É preciso escolher entre Ocupação ou Resultados já que o tempo está intrinsecamente ligado aos objetivos. É a métrica que permite avaliar o progresso. Caso contrário, deixariam de ser objetivos mas ideias vagas ou sonhos imaterializáveis.

Quanto mais livre estiver, melhor está a utilizar o tempo. Parece estranho, não é verdade? Estar ocupado é uma grande desculpa para não se fazer o que se tem mesmo de fazer, para evitar as poucas ações cruciais que fazem, verdadeiramente, a diferença nos resultados.

Acredite ou não, só é possível realizar o que é realmente importante, desocupando-se. Se perguntar à pessoa mais improdutiva, profissionalmente, que conhece se está muito ocupada, a resposta será, invariavelmente: sim, completamente. Ocupação não tem relação com produtividade.

Gerir o tempo é, essencialmente, eliminar o que não interessa, focar-se em agir sobre o que é importante e monitorizar o progresso. Simples.
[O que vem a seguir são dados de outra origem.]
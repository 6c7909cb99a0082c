//! Registration table from wire type code to decode function.

use umi3d_shared::MessageType;

use super::{InteractionRequest, Message, TrackingFrameMessage, Transaction};
use crate::codec::{ByteReader, Decode};
use crate::error::{CodecError, CodecResult};

/// Decodes a message body (the type code already consumed).
pub type DecodeFn = fn(&mut ByteReader<'_>) -> Option<Message>;

#[derive(Clone, Copy)]
struct DecoderEntry {
    name: &'static str,
    decode: DecodeFn,
}

/// Type code → decoder lookup.
///
/// Receivers never inspect a decoded value to find out what it is; they
/// dispatch on the code they read.
#[derive(Clone)]
pub struct DecoderTable {
    entries: [Option<DecoderEntry>; 256],
}

impl DecoderTable {
    /// Table with no decoder registered.
    #[must_use]
    pub const fn empty() -> Self {
        Self { entries: [None; 256] }
    }

    /// Table with every message type of this protocol.
    #[must_use]
    pub fn standard() -> Self {
        let mut table = Self::empty();
        table.register(MessageType::TrackingFrame, "tracking frame", |reader| {
            TrackingFrameMessage::decode(reader).map(Message::TrackingFrame)
        });
        table.register(MessageType::Transaction, "transaction", |reader| {
            Transaction::decode(reader).map(Message::Transaction)
        });
        table.register(MessageType::Interaction, "interaction", |reader| {
            InteractionRequest::decode(reader).map(Message::Interaction)
        });
        table
    }

    /// Registers a decoder, returning true if it replaced another one.
    pub fn register(&mut self, code: MessageType, name: &'static str, decode: DecodeFn) -> bool {
        self.entries[code as usize]
            .replace(DecoderEntry { name, decode })
            .is_some()
    }

    /// Returns true if a decoder handles `code`.
    #[must_use]
    pub fn handles(&self, code: u8) -> bool {
        self.entries[usize::from(code)].is_some()
    }

    /// Decodes one complete payload.
    ///
    /// The payload must be consumed exactly; a message with leftover bytes
    /// is as malformed as a truncated one.
    pub fn decode(&self, bytes: &[u8]) -> CodecResult<Message> {
        let (&code, _) = bytes.split_first().ok_or(CodecError::Empty)?;
        let entry = self.entries[usize::from(code)].ok_or(CodecError::UnknownMessageType(code))?;

        let mut reader = ByteReader::new(bytes);
        let _ = reader.read_u8();
        let message = (entry.decode)(&mut reader).ok_or(CodecError::Unreadable {
            what: entry.name,
            offset: reader.position(),
        })?;

        match reader.remaining() {
            0 => Ok(message),
            trailing => Err(CodecError::TrailingBytes(trailing)),
        }
    }
}

impl Default for DecoderTable {
    fn default() -> Self {
        Self::standard()
    }
}

impl std::fmt::Debug for DecoderTable {
    fn fmt(&self, f: &mut std::fmt::Formatter<'_>) -> std::fmt::Result {
        f.debug_map()
            .entries(
                self.entries
                    .iter()
                    .enumerate()
                    .filter_map(|(code, entry)| entry.map(|e| (code, e.name))),
            )
            .finish()
    }
}

#[cfg(test)]
mod tests {
    use super::*;
    use crate::server::UserId;

    #[test]
    fn test_standard_table_round_trips_a_frame() {
        let table = DecoderTable::standard();
        let message = Message::TrackingFrame(TrackingFrameMessage::new(UserId(4)));
        assert_eq!(table.decode(&message.to_bytes()), Ok(message));
    }

    #[test]
    fn test_rejections() {
        let table = DecoderTable::standard();
        assert_eq!(table.decode(&[]), Err(CodecError::Empty));
        assert_eq!(table.decode(&[77]), Err(CodecError::UnknownMessageType(77)));
        assert!(matches!(
            table.decode(&[MessageType::Transaction as u8, 1]),
            Err(CodecError::Unreadable { what: "transaction", .. })
        ));

        let mut bytes = Message::Transaction(Transaction::default()).to_bytes();
        bytes.push(0);
        assert_eq!(table.decode(&bytes), Err(CodecError::TrailingBytes(1)));
    }

    #[test]
    fn test_empty_table_knows_nothing() {
        let table = DecoderTable::empty();
        let bytes = Message::Transaction(Transaction::default()).to_bytes();
        assert!(!table.handles(bytes[0]));
        assert_eq!(
            table.decode(&bytes),
            Err(CodecError::UnknownMessageType(MessageType::Transaction as u8))
        );
    }

    #[test]
    fn test_register_replaces() {
        let mut table = DecoderTable::standard();
        let replaced = table.register(MessageType::Interaction, "ignored", |_| None);
        assert!(replaced);
        assert!(table.handles(MessageType::Interaction as u8));
    }
}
Todas as tarefas têm que ter uma duração. Um dos grandes erros que dá muito maus resultados é definir uma lista de tarefas para o dia seguinte sem qualquer fio condutor (ou seja, o objetivo específico a atingir), sem definição do tempo que demorará a realizá-las e, consequentemente, sem indicação se será mesmo possível realizá-las em tempo útil.
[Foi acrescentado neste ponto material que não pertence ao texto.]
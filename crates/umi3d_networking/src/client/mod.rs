//! # Environment Client
//!
//! Browser side of an environment: a read-only mirror of the scene and the
//! tracking pipeline for every avatar.
//!
//! ## Tick Order
//!
//! ```text
//! ┌─────────────────────────────────────────────────────────────┐
//! │  1. drain InboundDecoder                                    │
//! │  2. Transactions ──> EntityMirror                           │
//! │     TrackingFrames ──> TrackingReceiver                     │
//! │  3. TrackingSender samples the local skeleton               │
//! │  4. TrackingReceiver ──> AvatarRenderer                     │
//! └─────────────────────────────────────────────────────────────┘
//! ```

use std::time::Instant;

use crate::background::InboundDecoder;
use crate::codec::from_bytes;
use crate::config::Umi3dConfig;
use crate::entity::{EntityId, EntityMirror, TransactionReport};
use crate::error::{CodecResult, NetworkError, TrackingError};
use crate::protocol::{DecoderTable, EntityDescriptor, Message, Transaction};
use crate::server::{EnterDescriptor, UserId};
use crate::tracking::{AvatarRenderer, Binding, BindingResolver, BindingTargets, SkeletonSource, TrackingReceiver, TrackingSender};

/// Client state.
#[derive(Clone, Copy, Debug, Default, PartialEq, Eq)]
pub enum ClientState {
    /// Not logged in.
    #[default]
    Disconnected,
    /// Logged in, scene not loaded yet.
    Loading,
    /// Scene loaded.
    Connected,
}

/// Client counters.
#[derive(Clone, Copy, Debug, Default, PartialEq, Eq)]
pub struct ClientStats {
    /// Transactions applied
    pub transactions: u64,
    /// Peer tracking frames accepted
    pub frames: u64,
    /// Frames refused whole
    pub rejected_frames: u64,
    /// Payloads that did not decode
    pub malformed: u64,
}

/// What one client tick produced.
#[derive(Clone, Debug, Default, PartialEq)]
pub struct ClientTick {
    /// Encoded tracking frame to send, if the throttle opened
    pub outgoing: Option<Vec<u8>>,
    /// Entities changed this tick
    pub dirty: Vec<EntityId>,
    /// Entities whose list edits arrived out of sequence and need a reload
    pub reload: Vec<EntityId>,
}

/// Client side of an environment.
#[derive(Debug)]
pub struct EnvironmentClient {
    config: Umi3dConfig,
    state: ClientState,
    user: Option<UserId>,
    mirror: EntityMirror,
    receiver: TrackingReceiver,
    sender: Option<TrackingSender>,
    bindings: BindingResolver,
    decoder: InboundDecoder<()>,
    stats: ClientStats,
}

impl EnvironmentClient {
    /// Creates a disconnected client.
    #[must_use]
    pub fn new(config: Umi3dConfig) -> Self {
        Self {
            state: ClientState::Disconnected,
            user: None,
            mirror: EntityMirror::new(),
            receiver: TrackingReceiver::new(config.tracking),
            sender: None,
            bindings: BindingResolver::new(config.binding),
            decoder: InboundDecoder::spawn(DecoderTable::standard(), config.background),
            stats: ClientStats::default(),
            config,
        }
    }

    /// Takes the identity handed out by `/login`.
    pub fn enter(&mut self, descriptor: &EnterDescriptor) {
        self.user = Some(descriptor.user);
        self.sender = Some(TrackingSender::new(descriptor.user, self.config.tracking));
        self.state = ClientState::Loading;
        tracing::info!(user = %descriptor.user, delivery = ?descriptor.delivery, "entered environment");
    }

    /// Loads the body of a `/load` response.
    pub fn load_response(&mut self, body: &[u8]) -> CodecResult<usize> {
        let descriptors: Vec<EntityDescriptor> = from_bytes(body, "entity descriptors")?;
        let count = descriptors.len();
        for descriptor in descriptors {
            self.mirror.load(descriptor);
        }
        if self.state == ClientState::Loading {
            self.state = ClientState::Connected;
        }
        Ok(count)
    }

    /// Applies the body of an `/update` response.
    pub fn update_response(&mut self, body: &[u8]) -> CodecResult<TransactionReport> {
        let transactions: Vec<Transaction> = from_bytes(body, "transactions")?;
        let mut report = TransactionReport::default();
        for transaction in &transactions {
            report.merge(self.apply_transaction(transaction));
        }
        Ok(report)
    }

    /// Queues a socket payload for decoding.
    pub fn submit_payload(&self, bytes: Vec<u8>) -> Result<(), NetworkError> {
        self.decoder.submit((), bytes)
    }

    /// Applies one decoded message.
    pub fn apply_message(&mut self, message: &Message, now: Instant) {
        match message {
            Message::Transaction(transaction) => {
                self.apply_transaction(transaction);
            }
            Message::TrackingFrame(frame) if Some(frame.user) == self.user => {}
            Message::TrackingFrame(frame) => match self.receiver.receive(frame, now) {
                Ok(_) => self.stats.frames += 1,
                Err(_) => self.stats.rejected_frames += 1,
            },
            Message::Interaction(request) => {
                tracing::debug!(user = %request.user, "interaction echoed to a client, ignored");
            }
        }
    }

    fn apply_transaction(&mut self, transaction: &Transaction) -> TransactionReport {
        self.stats.transactions += 1;
        self.mirror.apply_transaction(transaction)
    }

    /// Runs one client tick.
    pub fn tick(
        &mut self,
        now: Instant,
        skeleton: Option<&dyn SkeletonSource>,
        renderer: &mut dyn AvatarRenderer,
    ) -> ClientTick {
        for decoded in self.decoder.drain() {
            match decoded.result {
                Ok(message) => self.apply_message(&message, now),
                Err(_) => self.stats.malformed += 1,
            }
        }

        let outgoing = match (self.sender.as_mut(), skeleton) {
            (Some(sender), Some(skeleton)) => sender
                .tick(now, skeleton)
                .map(|frame| Message::TrackingFrame(frame).to_bytes()),
            _ => None,
        };

        self.receiver.apply(now, renderer);

        ClientTick {
            outgoing,
            dirty: self.mirror.drain_dirty(),
            reload: self.mirror.take_desynced(),
        }
    }

    /// Moves bound objects to their bones.
    pub fn fixed_update(&mut self, targets: &mut dyn BindingTargets, now: Instant) -> Vec<TrackingError> {
        let receiver = &self.receiver;
        self.bindings
            .fixed_update(targets, |user, bone| receiver.bone_transform(user, bone, now))
    }

    /// Attaches an object to a bone.
    pub fn bind(&mut self, binding: Binding) {
        self.bindings.add(binding);
    }

    /// Drops everything known about a departed peer.
    pub fn forget_user(&mut self, user: UserId) {
        self.receiver.forget_user(user);
        self.bindings.forget_user(user);
    }

    /// Current state.
    #[must_use]
    pub const fn state(&self) -> ClientState {
        self.state
    }

    /// Own user, once entered.
    #[must_use]
    pub const fn user(&self) -> Option<UserId> {
        self.user
    }

    /// Scene mirror.
    #[must_use]
    pub const fn mirror(&self) -> &EntityMirror {
        &self.mirror
    }

    /// Peer avatars.
    #[must_use]
    pub const fn receiver(&self) -> &TrackingReceiver {
        &self.receiver
    }

    /// Counters.
    #[must_use]
    pub const fn stats(&self) -> &ClientStats {
        &self.stats
    }
}

#[cfg(test)]
mod tests {
    use super::*;
    use crate::protocol::{BoneSample, TrackingFrameMessage};
    use crate::server::Delivery;
    use crate::tracking::{AvatarPose, TrackedNode, ChannelKind};
    use umi3d_shared::{BoneType, Quaternion, Transform, Vec3};

    #[derive(Default)]
    struct Poses(Vec<AvatarPose>);

    impl AvatarRenderer for Poses {
        fn apply_pose(&mut self, pose: &AvatarPose) {
            self.0.push(pose.clone());
        }
    }

    struct Standing;

    impl SkeletonSource for Standing {
        fn root(&self) -> Transform {
            Transform::IDENTITY
        }

        fn bones(&self, out: &mut Vec<BoneSample>) {
            out.push(BoneSample::tracked(BoneType::HEAD, Vec3::new(0.0, 1.7, 0.0), Quaternion::IDENTITY));
        }
    }

    fn entered() -> EnvironmentClient {
        let mut client = EnvironmentClient::new(Umi3dConfig::default());
        client.enter(&EnterDescriptor {
            user: UserId(1),
            delivery: Delivery::Socket,
            socket_port: 0,
            tick_rate: 30,
        });
        client
    }

    #[test]
    fn test_own_frames_are_ignored() {
        let mut client = entered();
        let now = Instant::now();
        client.apply_message(&Message::TrackingFrame(TrackingFrameMessage::new(UserId(1))), now);
        assert_eq!(client.receiver().users().count(), 0);

        let mut peer = TrackingFrameMessage::new(UserId(2));
        peer.bones.push(BoneSample::tracked(BoneType::LEFT_HAND, Vec3::Y, Quaternion::IDENTITY));
        client.apply_message(&Message::TrackingFrame(peer), now);
        assert_eq!(client.stats().frames, 1);
        assert!(client
            .receiver()
            .channel(UserId(2), TrackedNode::Bone(BoneType::LEFT_HAND), ChannelKind::Position)
            .is_some());
    }

    #[test]
    fn test_tick_sends_and_renders() {
        let mut client = entered();
        let now = Instant::now();
        let mut peer = TrackingFrameMessage::new(UserId(2));
        peer.bones.push(BoneSample::tracked(BoneType::HEAD, Vec3::Y, Quaternion::IDENTITY));
        client.apply_message(&Message::TrackingFrame(peer), now);

        let mut poses = Poses::default();
        let tick = client.tick(now, Some(&Standing), &mut poses);
        let outgoing = tick.outgoing.unwrap();
        match DecoderTable::standard().decode(&outgoing) {
            Ok(Message::TrackingFrame(frame)) => {
                assert_eq!(frame.user, UserId(1));
                assert!(frame.bone(BoneType::HEAD).is_some());
            }
            other => panic!("unexpected {other:?}"),
        }
        assert_eq!(poses.0.len(), 1);
        assert_eq!(poses.0[0].user, UserId(2));
    }

    #[test]
    fn test_malformed_load_body() {
        let mut client = entered();
        assert!(client.load_response(&[1, 0]).is_err());
        assert_eq!(client.state(), ClientState::Loading);
        assert_eq!(client.load_response(&[0, 0, 0, 0]), Ok(0));
        assert_eq!(client.state(), ClientState::Connected);
    }
}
No início dos meus projetos em clientes, os executivos normalmente apresentam-me as suas listas de tarefas para o dia seguinte. Por vezes são tão extensas que fico imediatamente com a sensação de que muito dificilmente conseguirão concluí-las numa semana, quanto mais num dia. E aí salta a pergunta: definiu o tempo que vai demorar a concluir cada uma das tarefas? Normalmente obtenho um encolher de ombros. Se não definirmos quanto tempo vamos demorar em cada tarefa, é muito difícil que a lei de Parkinson, que postula que as tarefas se expandem de acordo com o tempo disponível, funcione. Com toda a certeza já teve que entregar um relatório em 15 minutos e conseguiu. Mas, provavelmente, já teve uma manhã inteira para o fazer e entregou-o no limite.  Esta é a base da lei de Parkinson.
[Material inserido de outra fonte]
//! Growable little-endian writer.

/// Writes values to a growable buffer.
///
/// Reuse one writer across messages with [`ByteWriter::clear`] to keep the
/// allocation.
#[derive(Debug, Default, Clone)]
pub struct ByteWriter {
    buffer: Vec<u8>,
}

impl ByteWriter {
    /// Creates an empty writer.
    #[must_use]
    pub const fn new() -> Self {
        Self { buffer: Vec::new() }
    }

    /// Creates a writer with reserved capacity.
    #[must_use]
    pub fn with_capacity(capacity: usize) -> Self {
        Self {
            buffer: Vec::with_capacity(capacity),
        }
    }

    /// Clears the written bytes, keeping the allocation.
    #[inline]
    pub fn clear(&mut self) {
        self.buffer.clear();
    }

    /// Number of bytes written.
    #[inline]
    #[must_use]
    pub fn len(&self) -> usize {
        self.buffer.len()
    }

    /// Returns true if nothing was written.
    #[inline]
    #[must_use]
    pub fn is_empty(&self) -> bool {
        self.buffer.is_empty()
    }

    /// Written bytes.
    #[inline]
    #[must_use]
    pub fn as_slice(&self) -> &[u8] {
        &self.buffer
    }

    /// Consumes the writer.
    #[must_use]
    pub fn into_bytes(self) -> Vec<u8> {
        self.buffer
    }

    /// Writes a single byte.
    #[inline]
    pub fn write_u8(&mut self, value: u8) {
        self.buffer.push(value);
    }

    /// Writes a u16 in little-endian format.
    #[inline]
    pub fn write_u16(&mut self, value: u16) {
        self.buffer.extend_from_slice(&value.to_le_bytes());
    }

    /// Writes a u32 in little-endian format.
    #[inline]
    pub fn write_u32(&mut self, value: u32) {
        self.buffer.extend_from_slice(&value.to_le_bytes());
    }

    /// Writes a u64 in little-endian format.
    #[inline]
    pub fn write_u64(&mut self, value: u64) {
        self.buffer.extend_from_slice(&value.to_le_bytes());
    }

    /// Writes an i32 in little-endian format.
    #[inline]
    pub fn write_i32(&mut self, value: i32) {
        self.buffer.extend_from_slice(&value.to_le_bytes());
    }

    /// Writes an f32 in little-endian format.
    #[inline]
    pub fn write_f32(&mut self, value: f32) {
        self.buffer.extend_from_slice(&value.to_le_bytes());
    }

    /// Writes an f64 in little-endian format.
    #[inline]
    pub fn write_f64(&mut self, value: f64) {
        self.buffer.extend_from_slice(&value.to_le_bytes());
    }

    /// Writes a bool as one byte.
    #[inline]
    pub fn write_bool(&mut self, value: bool) {
        self.buffer.push(u8::from(value));
    }

    /// Writes a collection length prefix.
    ///
    /// Lengths above `u32::MAX` saturate; no message comes near that.
    #[inline]
    pub fn write_len(&mut self, len: usize) {
        self.write_u32(u32::try_from(len).unwrap_or(u32::MAX));
    }

    /// Writes raw bytes.
    #[inline]
    pub fn write_bytes(&mut self, bytes: &[u8]) {
        self.buffer.extend_from_slice(bytes);
    }
}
Depois de definir quanto tempo cada tarefa demorará, tem de as calendarizar. E o calendário é sagrado. Se determinar que uma certa tarefa vai demorar 45 minutos, defina na sua agenda, exatamente em que intervalo de tempo as vai concluir. Dê uma tolerância de 10% e agende uma nova tarefa a seguir. Agende apenas 75% do tempo disponível. Imponderáveis vão sempre surgir e há que dar espaço para o improviso e para agarrar oportunidades de que não estávamos à espera.

Planeamento ou improviso? Tenha o melhor dos dois mundos.